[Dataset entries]

******

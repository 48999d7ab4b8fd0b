//! Tracing subscriber setup shared by every binary

use tracing_subscriber::EnvFilter;

/// Install the global tracing subscriber.
///
/// `RUST_LOG` wins when set. Otherwise `--verbose` turns on debug output
/// for this crate and everything else stays at warnings. Logs go to stderr
/// so they never mix with a child's stdout.
pub fn init_tracing(verbose: bool, json: bool) {
    let filter = EnvFilter::try_from_default_env()
        .unwrap_or_else(|_| EnvFilter::new(default_directive(verbose)));

    let builder = tracing_subscriber::fmt()
        .with_env_filter(filter)
        .with_writer(std::io::stderr)
        .without_time();

    // A second install (e.g. from tests) is harmless, so the error is dropped
    let _ = if json {
        builder.json().try_init()
    } else {
        builder.try_init()
    };
}

fn default_directive(verbose: bool) -> &'static str {
    if verbose {
        "projcycle=debug"
    } else {
        "projcycle=warn"
    }
}
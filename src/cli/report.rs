//! Read-only view of the resolved layout for `projcycle layout`

use std::path::PathBuf;

use colored::Colorize;
use serde::Serialize;

use crate::config::{find_config_files, Config};
use crate::layout::ProjectLayout;

use super::commands::OutputFormat;

/// Everything `layout` reports
#[derive(Debug, Clone, Serialize)]
pub struct LayoutReport {
    #[serde(flatten)]
    pub layout: ProjectLayout,
    pub generator: String,
    pub backend: String,
    /// Where the generator resolves on PATH, if it does
    #[serde(skip_serializing_if = "Option::is_none")]
    pub generator_path: Option<PathBuf>,
    pub output_exists: bool,
    pub artifact_exists: bool,
    pub config_files: Vec<PathBuf>,
}

impl LayoutReport {
    /// Inspect the filesystem and PATH for the given layout
    pub fn collect(config: &Config, layout: ProjectLayout) -> Self {
        Self {
            generator: config.generator.program.clone(),
            backend: config.generator.backend.clone(),
            generator_path: which::which(&config.generator.program).ok(),
            output_exists: layout.output.is_dir(),
            artifact_exists: layout.artifact.is_file(),
            config_files: find_config_files(),
            layout,
        }
    }

    /// Render in the requested format
    pub fn render(&self, format: &OutputFormat) -> serde_json::Result<String> {
        match format {
            OutputFormat::Json => serde_json::to_string_pretty(self),
            OutputFormat::Plain => Ok(self.layout.output.display().to_string()),
            OutputFormat::Table => Ok(self.table()),
        }
    }

    fn table(&self) -> String {
        let yes_no = |b: bool| if b { "yes".green() } else { "no".yellow() };
        let generator_at = match self.generator_path {
            Some(ref path) => path.display().to_string().as_str().normal(),
            None => "not found on PATH".red(),
        };

        let mut lines = vec![
            format!("{}: {}", "Root".cyan(), self.layout.root.display()),
            format!(
                "{}: {} (exists: {})",
                "Output".cyan(),
                self.layout.output.display(),
                yes_no(self.output_exists)
            ),
            format!(
                "{}: {}",
                "Artifact Dir".cyan(),
                self.layout.artifact_dir.display()
            ),
            format!(
                "{}: {} (exists: {})",
                "Artifact".cyan(),
                self.layout.artifact.display(),
                yes_no(self.artifact_exists)
            ),
            format!(
                "{}: {} -G {} ({})",
                "Generator".cyan(),
                self.generator,
                self.backend,
                generator_at
            ),
        ];

        lines.push(format!("{}:", "Config Files".cyan()));
        if self.config_files.is_empty() {
            lines.push("  None (using defaults)".to_string());
        } else {
            for file in &self.config_files {
                lines.push(format!("  - {}", file.display()));
            }
        }

        lines.join("\n")
    }
}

******

- Required action -
Copy each line containing the word "builder" from the data.

- Result below -
    let builder = tracing_subscriber::fmt()
        builder.json().try_init()
        builder.try_init()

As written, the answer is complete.